An email mishap has spawned an online group dedicated to supporting women in film.
A group of UK female filmmakers have set up a Facebook group to support women in the industry following an email admin error involving a Bafta initiative.
The Twitter hashtag #BAFTAsLucky225 has already spawned almost 400 posts that have reached 220,156 people since it was instigated at 2pm today (April 4), according to a Twitter analytics tool.

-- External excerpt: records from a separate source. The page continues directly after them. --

fn render_completion(view: &CompletionView) {
    render_display(&view.display);
    if !view.details_visible {
        hide(ids::DETAILS_TABLE);
        hide(ids::ORDER_LINK);
        return;
    }
    set_text(ids::INTENT_ID, view.intent_id.as_deref().unwrap_or_default());
    set_text(ids::INTENT_STATUS, view.raw_status.as_deref().unwrap_or_default());
    match (&view.order_link, element_as::<HtmlAnchorElement>(ids::ORDER_LINK)) {
        (Some(link), Some(a)) => a.set_href(link),
        (None, _) => hide(ids::ORDER_LINK),
        _ => {}
    }
}
//! Completion page: status lookup after the provider redirects back.
//!
//! Evaluated once per page load. On `succeeded` or `processing` every entry
//! in client-local storage is pushed to the server together with the intent
//! id; the server re-verifies before persisting anything.

use serde_json::{Map, Value};
use tracing::{info, warn};

use ckt_cart::ClientStorage;
use ckt_schemas::{paths, IntentStatus, SubmitOrderRequest};

use crate::flow::{CheckoutBackend, ProviderClient};
use crate::machine::{Outcome, PaymentSession, SessionEvent};

pub const CLIENT_SECRET_PARAM: &str = "payment_intent_client_secret";

pub const COLOR_SUCCESS: &str = "#30B130";
pub const COLOR_INFO: &str = "#6D6E78";
pub const COLOR_ERROR: &str = "#DF1B41";

#[derive(Debug, Clone, Copy, PartialEq, Eq)]
pub enum StatusIcon {
    Success,
    Info,
    Error,
}

#[derive(Debug, Clone, PartialEq, Eq)]
pub struct StatusDisplay {
    pub text: &'static str,
    pub icon: StatusIcon,
    pub color: &'static str,
}

impl StatusDisplay {
    pub fn for_status(status: &IntentStatus) -> Self {
        match status {
            IntentStatus::Succeeded => Self {
                text: "Payment succeeded",
                icon: StatusIcon::Success,
                color: COLOR_SUCCESS,
            },
            IntentStatus::Processing => Self {
                text: "Your payment is processing.",
                icon: StatusIcon::Info,
                color: COLOR_INFO,
            },
            IntentStatus::RequiresPaymentMethod => Self {
                text: "Your payment was not successful, please try again.",
                icon: StatusIcon::Error,
                color: COLOR_ERROR,
            },
            IntentStatus::Unknown(_) => Self {
                text: "Unknown payment status.",
                icon: StatusIcon::Error,
                color: COLOR_ERROR,
            },
        }
    }

    pub fn error() -> Self {
        Self {
            text: "Something went wrong, please try again.",
            icon: StatusIcon::Error,
            color: COLOR_ERROR,
        }
    }
}

/// Whether an order push was attempted and how it went.
#[derive(Debug, Clone, PartialEq, Eq)]
pub enum OrderSubmission {
    NotAttempted,
    /// Nothing in local storage to send.
    NoData,
    Accepted(String),
    Failed(String),
}

#[derive(Debug, Clone, PartialEq, Eq)]
pub struct CompletionView {
    pub display: StatusDisplay,
    pub outcome: Outcome,
    pub intent_id: Option<String>,
    pub raw_status: Option<String>,
    pub order_link: Option<String>,
    /// `false` hides the details table.
    pub details_visible: bool,
    pub submission: OrderSubmission,
}

impl CompletionView {
    fn error() -> Self {
        Self {
            display: StatusDisplay::error(),
            outcome: Outcome::Failed,
            intent_id: None,
            raw_status: None,
            order_link: None,
            details_visible: false,
            submission: OrderSubmission::NotAttempted,
        }
    }
}

/// Value of `name` in a `?a=b&c=d` query string, form-urlencoded decoded.
pub fn query_param(search: &str, name: &str) -> Option<String> {
    url::form_urlencoded::parse(search.trim_start_matches('?').as_bytes())
        .find(|(k, _)| k == name)
        .map(|(_, v)| v.into_owned())
}

/// Every key in client-local storage; values are JSON-decoded where
/// possible, otherwise kept as the raw string.
pub fn gather_local_storage<S: ClientStorage>(storage: &S) -> Map<String, Value> {
    storage
        .keys()
        .into_iter()
        .filter_map(|k| {
            let raw = storage.get_item(&k)?;
            let v = serde_json::from_str::<Value>(&raw).unwrap_or(Value::String(raw));
            Some((k, v))
        })
        .collect()
}

/// Evaluate the completion page for the query string `search`.
pub async fn evaluate_completion<B, P, S>(
    search: &str,
    provider: &P,
    backend: &B,
    storage: &S,
) -> CompletionView
where
    B: CheckoutBackend,
    P: ProviderClient,
    S: ClientStorage,
{
    let Some(client_secret) = query_param(search, CLIENT_SECRET_PARAM).filter(|s| !s.is_empty())
    else {
        warn!("completion page opened without a client secret");
        return CompletionView::error();
    };

    let mut session = PaymentSession::resume_confirming(client_secret.clone());
    let generation = session.generation();

    let intent = match provider.retrieve_intent(&client_secret).await {
        Ok(i) => i,
        Err(e) => {
            warn!(error = %e, "payment intent retrieval failed");
            if let Err(e) = session.apply(generation, SessionEvent::StatusFailed) {
                warn!(error = %e, "unexpected session transition");
            }
            return CompletionView::error();
        }
    };

    let outcome = Outcome::from_status(&intent.status);
    if let Err(e) = session.apply(generation, SessionEvent::StatusRetrieved(intent.status.clone())) {
        warn!(error = %e, "unexpected session transition");
    }

    let submission = if outcome.submits_order() {
        submit_local_data(backend, storage, &intent.id).await
    } else {
        OrderSubmission::NotAttempted
    };

    CompletionView {
        display: StatusDisplay::for_status(&intent.status),
        outcome,
        order_link: Some(format!("{}{}", paths::ORDER_PREFIX, intent.id)),
        raw_status: Some(intent.status.as_str().to_string()),
        intent_id: Some(intent.id),
        details_visible: true,
        submission,
    }
}

async fn submit_local_data<B: CheckoutBackend, S: ClientStorage>(
    backend: &B,
    storage: &S,
    intent_id: &str,
) -> OrderSubmission {
    let data = gather_local_storage(storage);
    if data.is_empty() {
        info!("no data found in local storage; order not submitted");
        return OrderSubmission::NoData;
    }

    let req = SubmitOrderRequest {
        local_storage_data: data,
        payment_intent_id: intent_id.to_string(),
    };
    match backend.submit_order(&req).await {
        Ok(resp) => {
            info!(intent = %intent_id, message = %resp.message, "order submitted");
            OrderSubmission::Accepted(resp.message)
        }
        Err(e) => {
            warn!(intent = %intent_id, error = %e, "order submission failed");
            OrderSubmission::Failed(e.to_string())
        }
    }
}

#[cfg(test)]
mod tests {
    use super::*;
    use ckt_cart::MemoryStorage;

    #[test]
    fn query_param_extracts_and_decodes() {
        let q = "?payment_intent=pi_1&payment_intent_client_secret=pi_1_secret_a%2Bb&redirect_status=succeeded";
        assert_eq!(
            query_param(q, CLIENT_SECRET_PARAM).as_deref(),
            Some("pi_1_secret_a+b")
        );
        assert_eq!(query_param(q, "missing"), None);
        assert_eq!(query_param("", CLIENT_SECRET_PARAM), None);
        assert_eq!(query_param("?a=%zz", "a").as_deref(), Some("%zz"));
        assert_eq!(query_param("a=x+y&b", "a").as_deref(), Some("x y"));
        assert_eq!(query_param("a=x+y&b", "b").as_deref(), Some(""));
    }

    #[test]
    fn gather_decodes_json_and_keeps_raw_strings() {
        let s = MemoryStorage::new();
        s.set_item("cartItems", r#"[{"id":"sku-1","amount":500,"quantity":1}]"#)
            .unwrap();
        s.set_item("note", "leave at door").unwrap();
        s.set_item("count", "3").unwrap();
        let m = gather_local_storage(&s);
        assert_eq!(m["cartItems"][0]["id"], "sku-1");
        assert_eq!(m["note"], "leave at door");
        assert_eq!(m["count"], 3);
    }

    #[test]
    fn status_display_table() {
        let d = StatusDisplay::for_status(&IntentStatus::Succeeded);
        assert_eq!((d.text, d.color, d.icon), ("Payment succeeded", "#30B130", StatusIcon::Success));
        let d = StatusDisplay::for_status(&IntentStatus::Processing);
        assert_eq!(d.color, "#6D6E78");
        assert_eq!(d.icon, StatusIcon::Info);
        let d = StatusDisplay::for_status(&IntentStatus::Unknown("canceled".into()));
        assert_eq!(d.text, "Unknown payment status.");
        assert_eq!(d.color, "#DF1B41");
    }
}
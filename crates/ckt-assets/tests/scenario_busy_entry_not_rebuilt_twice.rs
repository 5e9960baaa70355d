//! Scenario: at most one build per entry is in flight.
//!
//! While a build is running, a concurrent refresh reports the entry as busy
//! and does not start a second build. Readers keep getting the old content.

use std::io;
use std::path::Path;
use std::sync::atomic::{AtomicUsize, Ordering};
use std::sync::Arc;
use std::time::{Duration, SystemTime};

use async_trait::async_trait;
use bytes::Bytes;
use tokio::sync::Notify;

use ckt_assets::{AssetCache, AssetError, BuildError, BuildRequest, Builder, SourceFs, ToolchainKind};

struct FixedFs;

impl SourceFs for FixedFs {
    fn modified(&self, _path: &Path) -> io::Result<SystemTime> {
        Ok(SystemTime::UNIX_EPOCH + Duration::from_secs(42))
    }
    fn read(&self, _path: &Path) -> io::Result<Vec<u8>> {
        Ok(b"src".to_vec())
    }
}

struct GatedBuilder {
    calls: AtomicUsize,
    started: Notify,
    release: Notify,
}

#[async_trait]
impl Builder for GatedBuilder {
    async fn build(&self, _req: &BuildRequest) -> Result<Bytes, BuildError> {
        self.calls.fetch_add(1, Ordering::SeqCst);
        self.started.notify_one();
        self.release.notified().await;
        Ok(Bytes::from_static(b"artifact"))
    }
}

#[tokio::test]
async fn concurrent_refresh_skips_in_flight_build() {
    let builder = Arc::new(GatedBuilder {
        calls: AtomicUsize::new(0),
        started: Notify::new(),
        release: Notify::new(),
    });
    let mut cache = AssetCache::new(builder.clone(), Arc::new(FixedFs), "pk");
    let id = cache.insert_compiled("client.wasm", "client.src", ToolchainKind::Standard);
    let cache = Arc::new(cache);

    let first = tokio::spawn({
        let cache = Arc::clone(&cache);
        async move { cache.refresh().await }
    });
    builder.started.notified().await;

    assert!(matches!(cache.get(id), Err(AssetError::NotReady { .. })));

    let second = cache.refresh().await;
    assert_eq!(second.busy, vec!["client.wasm"]);
    assert_eq!(builder.calls.load(Ordering::SeqCst), 1);

    builder.release.notify_one();
    let first = first.await.unwrap();
    assert_eq!(first.rebuilt, vec!["client.wasm"]);
    assert_eq!(&cache.get(id).unwrap()[..], b"artifact");

    let third = cache.refresh().await;
    assert!(third.is_quiet(), "{third:?}");
    assert_eq!(builder.calls.load(Ordering::SeqCst), 1);
}
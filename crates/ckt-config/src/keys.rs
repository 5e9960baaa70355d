//! Payment-key resolution.
//!
//! This module is the single place where the active payment key pair is
//! chosen. Callers resolve once at startup and pass [`PaymentKeys`] into
//! constructors; nothing else reads key flags or env vars.
//!
//! # Mode-aware enforcement
//! - `TEST` (`--teststripekey`): test secret + publishable key are required.
//! - `LIVE` (default): live secret + publishable key are required.
//!
//! Errors name the missing flag and env var, never a value.

use anyhow::{bail, Result};

use crate::flags::{spec, ServerFlags};

#[derive(Debug, Clone, Copy, PartialEq, Eq)]
pub enum KeyMode {
    Test,
    Live,
}

impl KeyMode {
    pub fn as_str(&self) -> &'static str {
        match self {
            KeyMode::Test => "TEST",
            KeyMode::Live => "LIVE",
        }
    }
}

/// The key pair the server runs with. **Secret key is redacted in `Debug`.**
#[derive(Clone)]
pub struct PaymentKeys {
    pub mode: KeyMode,
    /// Server-side secret key; used only for provider API calls.
    pub secret_key: String,
    /// Publishable key; embedded into the compiled client artifact.
    pub publishable_key: String,
}

impl std::fmt::Debug for PaymentKeys {
    fn fmt(&self, f: &mut std::fmt::Formatter<'_>) -> std::fmt::Result {
        f.debug_struct("PaymentKeys")
            .field("mode", &self.mode)
            .field("secret_key", &"<REDACTED>")
            .field("publishable_key", &self.publishable_key)
            .finish()
    }
}

/// Pick the key pair selected by `flags.use_test_keys` and require both
/// halves to be present.
pub fn resolve_payment_keys(flags: &ServerFlags) -> Result<PaymentKeys> {
    let (mode, sk, sk_flag, pk, pk_flag) = if flags.use_test_keys {
        (
            KeyMode::Test,
            flags.stripe_test_sk.as_deref(),
            "stripetestsk",
            flags.stripe_test_pk.as_deref(),
            "stripetestpk",
        )
    } else {
        (
            KeyMode::Live,
            flags.stripe_live_sk.as_deref(),
            "stripelivesk",
            flags.stripe_live_pk.as_deref(),
            "stripelivepk",
        )
    };

    let Some(secret_key) = sk.filter(|s| !s.trim().is_empty()) else {
        bail!("{}", missing(mode, sk_flag, "secret key"));
    };
    let Some(publishable_key) = pk.filter(|s| !s.trim().is_empty()) else {
        bail!("{}", missing(mode, pk_flag, "publishable key"));
    };

    Ok(PaymentKeys {
        mode,
        secret_key: secret_key.trim().to_string(),
        publishable_key: publishable_key.trim().to_string(),
    })
}

fn missing(mode: KeyMode, flag: &str, what: &str) -> String {
    let env = spec(flag).map(|s| s.env).unwrap_or("?");
    format!(
        "SECRETS_MISSING mode={}: required {} not set; pass --{} or set env var '{}'",
        mode.as_str(),
        what,
        flag,
        env
    )
}

#[cfg(test)]
mod tests {
    use super::*;

    fn flags(test: bool) -> ServerFlags {
        ServerFlags {
            use_test_keys: test,
            stripe_live_sk: Some("sk_live_abc".to_string()),
            stripe_live_pk: Some("pk_live_abc".to_string()),
            stripe_test_sk: Some("sk_test_abc".to_string()),
            stripe_test_pk: Some("pk_test_abc".to_string()),
            ..ServerFlags::default()
        }
    }

    #[test]
    fn live_pair_is_default() {
        let k = resolve_payment_keys(&flags(false)).unwrap();
        assert_eq!(k.mode, KeyMode::Live);
        assert_eq!(k.secret_key, "sk_live_abc");
        assert_eq!(k.publishable_key, "pk_live_abc");
    }

    #[test]
    fn test_flag_selects_test_pair() {
        let k = resolve_payment_keys(&flags(true)).unwrap();
        assert_eq!(k.mode, KeyMode::Test);
        assert_eq!(k.secret_key, "sk_test_abc");
    }

    #[test]
    fn missing_secret_names_flag_and_env_but_not_values() {
        let mut f = flags(true);
        f.stripe_test_sk = None;
        let msg = resolve_payment_keys(&f).unwrap_err().to_string();
        assert!(msg.contains("SECRETS_MISSING"), "got: {msg}");
        assert!(msg.contains("mode=TEST"), "got: {msg}");
        assert!(msg.contains("--stripetestsk"), "got: {msg}");
        assert!(msg.contains("STRIPETESTSK"), "got: {msg}");
        assert!(!msg.contains("pk_test_abc"), "got: {msg}");
    }

    #[test]
    fn blank_publishable_key_counts_as_missing() {
        let mut f = flags(false);
        f.stripe_live_pk = Some("   ".to_string());
        let msg = resolve_payment_keys(&f).unwrap_err().to_string();
        assert!(msg.contains("--stripelivepk"), "got: {msg}");
    }

    #[test]
    fn debug_never_prints_secret_key() {
        let k = resolve_payment_keys(&flags(false)).unwrap();
        let dbg = format!("{k:?}");
        assert!(!dbg.contains("sk_live_abc"), "got: {dbg}");
    }
}
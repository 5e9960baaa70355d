//! External toolchain invocation.
//!
//! A [`Builder`] turns a source path into artifact bytes. The production
//! implementation, [`CommandBuilder`], runs one of two argv templates (the
//! standard or the alternate toolchain) and captures stdout as the artifact.

use std::collections::BTreeMap;
use std::fmt;
use std::path::{Path, PathBuf};
use std::process::Stdio;

use async_trait::async_trait;
use bytes::Bytes;
use tracing::debug;

/// Which toolchain an entry is compiled with.
#[derive(Debug, Clone, Copy, PartialEq, Eq)]
pub enum ToolchainKind {
    Standard,
    Alt,
}

/// Everything a build needs. `embed` is the build-time value baked into the
/// artifact (the publishable payment key).
#[derive(Debug, Clone)]
pub struct BuildRequest {
    pub name: String,
    pub source: PathBuf,
    pub toolchain: ToolchainKind,
    pub embed: String,
}

#[derive(Debug)]
pub enum BuildError {
    /// The toolchain program could not be started.
    Spawn { program: String, source: std::io::Error },
    /// The toolchain ran and exited unsuccessfully.
    Failed { status: String, stderr: String },
    /// The toolchain exited cleanly but produced no bytes.
    EmptyOutput,
    /// The toolchain argv template is empty.
    NoProgram,
}

impl fmt::Display for BuildError {
    fn fmt(&self, f: &mut fmt::Formatter<'_>) -> fmt::Result {
        match self {
            BuildError::Spawn { program, source } => {
                write!(f, "failed to start toolchain '{program}': {source}")
            }
            BuildError::Failed { status, stderr } => {
                write!(f, "toolchain exited with {status}: {}", stderr.trim())
            }
            BuildError::EmptyOutput => write!(f, "toolchain produced an empty artifact"),
            BuildError::NoProgram => write!(f, "toolchain argv is empty"),
        }
    }
}

impl std::error::Error for BuildError {
    fn source(&self) -> Option<&(dyn std::error::Error + 'static)> {
        match self {
            BuildError::Spawn { source, .. } => Some(source),
            _ => None,
        }
    }
}

/// Compiles one source into artifact bytes.
///
/// Implementations must be `Send + Sync`: the cache is shared between the
/// refresher task and request handlers.
#[async_trait]
pub trait Builder: Send + Sync {
    async fn build(&self, req: &BuildRequest) -> Result<Bytes, BuildError>;
}

/// argv template plus extra environment for one toolchain.
///
/// `{source}` and `{embed}` are substituted in every argument.
#[derive(Debug, Clone, PartialEq, Eq)]
pub struct Toolchain {
    pub argv: Vec<String>,
    pub env: BTreeMap<String, String>,
}

impl Toolchain {
    pub fn new(argv: Vec<String>, env: BTreeMap<String, String>) -> Self {
        Self { argv, env }
    }

    fn render(&self, source: &Path, embed: &str) -> Vec<String> {
        let source = source.to_string_lossy();
        self.argv
            .iter()
            .map(|a| a.replace("{source}", &source).replace("{embed}", embed))
            .collect()
    }
}

/// Runs the configured toolchain as a child process.
#[derive(Debug, Clone)]
pub struct CommandBuilder {
    standard: Toolchain,
    alt: Toolchain,
}

impl CommandBuilder {
    pub fn new(standard: Toolchain, alt: Toolchain) -> Self {
        Self { standard, alt }
    }

    fn toolchain(&self, kind: ToolchainKind) -> &Toolchain {
        match kind {
            ToolchainKind::Standard => &self.standard,
            ToolchainKind::Alt => &self.alt,
        }
    }
}

#[async_trait]
impl Builder for CommandBuilder {
    async fn build(&self, req: &BuildRequest) -> Result<Bytes, BuildError> {
        let tc = self.toolchain(req.toolchain);
        let argv = tc.render(&req.source, &req.embed);
        let (program, args) = argv.split_first().ok_or(BuildError::NoProgram)?;

        debug!(asset = %req.name, %program, toolchain = ?req.toolchain, "spawning toolchain");

        let output = tokio::process::Command::new(program)
            .args(args)
            .envs(&tc.env)
            .stdin(Stdio::null())
            .stdout(Stdio::piped())
            .stderr(Stdio::piped())
            .kill_on_drop(true)
            .output()
            .await
            .map_err(|source| BuildError::Spawn {
                program: program.clone(),
                source,
            })?;

        if !output.status.success() {
            return Err(BuildError::Failed {
                status: output.status.to_string(),
                stderr: String::from_utf8_lossy(&output.stderr).into_owned(),
            });
        }
        if output.stdout.is_empty() {
            return Err(BuildError::EmptyOutput);
        }
        Ok(Bytes::from(output.stdout))
    }
}

#[cfg(test)]
mod tests {
    use super::*;

    fn sh(script: &str) -> Toolchain {
        Toolchain::new(
            vec!["sh".to_string(), "-c".to_string(), script.to_string()],
            BTreeMap::new(),
        )
    }

    fn req(kind: ToolchainKind) -> BuildRequest {
        BuildRequest {
            name: "client.wasm".to_string(),
            source: PathBuf::from("client/src/lib.rs"),
            toolchain: kind,
            embed: "pk_test_123".to_string(),
        }
    }

    #[test]
    fn render_substitutes_placeholders() {
        let tc = Toolchain::new(
            vec![
                "cargo".to_string(),
                "--config=env.KEY=\"{embed}\"".to_string(),
                "{source}".to_string(),
            ],
            BTreeMap::new(),
        );
        let argv = tc.render(Path::new("a/lib.rs"), "pk_1");
        assert_eq!(argv, vec!["cargo", "--config=env.KEY=\"pk_1\"", "a/lib.rs"]);
    }

    #[cfg(unix)]
    #[tokio::test]
    async fn stdout_becomes_the_artifact_and_toolchain_is_selected() {
        let b = CommandBuilder::new(sh("printf standard"), sh("printf alt"));
        assert_eq!(&b.build(&req(ToolchainKind::Standard)).await.unwrap()[..], b"standard");
        assert_eq!(&b.build(&req(ToolchainKind::Alt)).await.unwrap()[..], b"alt");
    }

    #[cfg(unix)]
    #[tokio::test]
    async fn toolchain_env_is_passed_through() {
        let mut tc = sh("printf \"$CKT_TARGET/$CKT_PROFILE\"");
        tc.env.insert("CKT_TARGET".to_string(), "wasm32".to_string());
        tc.env.insert("CKT_PROFILE".to_string(), "release".to_string());
        let b = CommandBuilder::new(tc.clone(), tc);
        assert_eq!(&b.build(&req(ToolchainKind::Standard)).await.unwrap()[..], b"wasm32/release");
    }

    #[cfg(unix)]
    #[tokio::test]
    async fn non_zero_exit_is_a_failure_with_stderr() {
        let b = CommandBuilder::new(sh("echo boom >&2; exit 3"), sh("true"));
        match b.build(&req(ToolchainKind::Standard)).await {
            Err(BuildError::Failed { stderr, .. }) => assert!(stderr.contains("boom")),
            other => panic!("expected Failed, got {other:?}"),
        }
    }

    #[cfg(unix)]
    #[tokio::test]
    async fn empty_stdout_is_a_failure() {
        let b = CommandBuilder::new(sh("true"), sh("true"));
        assert!(matches!(
            b.build(&req(ToolchainKind::Alt)).await,
            Err(BuildError::EmptyOutput)
        ));
    }

    #[tokio::test]
    async fn missing_program_is_a_spawn_error() {
        let tc = Toolchain::new(
            vec!["ckt-no-such-toolchain-binary".to_string()],
            BTreeMap::new(),
        );
        let b = CommandBuilder::new(tc.clone(), tc);
        assert!(matches!(
            b.build(&req(ToolchainKind::Standard)).await,
            Err(BuildError::Spawn { .. })
        ));
    }
}
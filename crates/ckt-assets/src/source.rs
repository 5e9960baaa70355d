//! Filesystem seam for asset sources.

use std::io;
use std::path::Path;
use std::time::SystemTime;

/// Stat and read asset sources.
///
/// Production code uses [`DiskFs`]; tests substitute an in-memory clock-free
/// implementation so staleness can be driven explicitly.
pub trait SourceFs: Send + Sync {
    fn modified(&self, path: &Path) -> io::Result<SystemTime>;
    fn read(&self, path: &Path) -> io::Result<Vec<u8>>;
}

#[derive(Debug, Clone, Copy, Default)]
pub struct DiskFs;

impl SourceFs for DiskFs {
    fn modified(&self, path: &Path) -> io::Result<SystemTime> {
        std::fs::metadata(path)?.modified()
    }

    fn read(&self, path: &Path) -> io::Result<Vec<u8>> {
        std::fs::read(path)
    }
}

Diane Jessie Miller, director of the Rik Mayall-starring drama One By One, kicked off the social media discussion:
Some days we get good news, some days we get bad news... and some days bad news turns to good news... #BAFTAsLUCKY225— Diane Jessie Miller (@DianeJMiller) April 4, 2017
Kat Wood, writer-director of the Maggie Gyllenhaal-starring short Home, added her two cents:
Never has rejection come with such a silver lining #baftaslucky225— Kat Wood (@katruthwood) April 4, 2017
As did Eva Sigurdardottir, a line producer on Rams:
Proud to be one of the #BAFTAsLUCKY225 https://t.co/1rOXOfVDCA— Eva Sigurdardottir (@evammsig) April 4, 2017
Since then, others to have chimed in on the discussion include The Falling director Carol Morley:
To all #BAFTAsLucky225 I once wrote a protest letter in red lipstick to the organisation I got rejected from They thought it was blood— Carol Morley (@_CarolMorley) April 4, 2017
The public Bafta’s Lucky 225 Facebook group has so far attracted 130 members and the number is steadily rising.
The idea was initially spawned by applicants to Bafta initiative Elevate, which is designed to assist female film professionals seeking to progress in high end television and features.
A total of 15 women were selected for the initiative from more than 200 applicants.
Those who were not selected were notified by an email earlier today from Bafta, but were erroneously cc’d as a group, rather than bcc’d so that they would only receive their individual notifications.
However, the error appears to have not caused any ill-feeling among those who were rejected for the scheme, many of whom have joined in the discussion on Twitter and Facebook.
In fact, some have called for the group to reach out to Bafta to start a dialogue about how they can work together.
Debs Paterson, director of Africa United and one of those involved in putting the Elevate scheme together, posted in the group to emphasise that Bafta were looking to “supporting the wider network, not just the final 15 [selected for the program]”.
Even though the group has only just been instigated, plans are already underway to further the cause, which will look to highlight how big the female filmmaking community is in the UK and to provide a support network for female film professionals.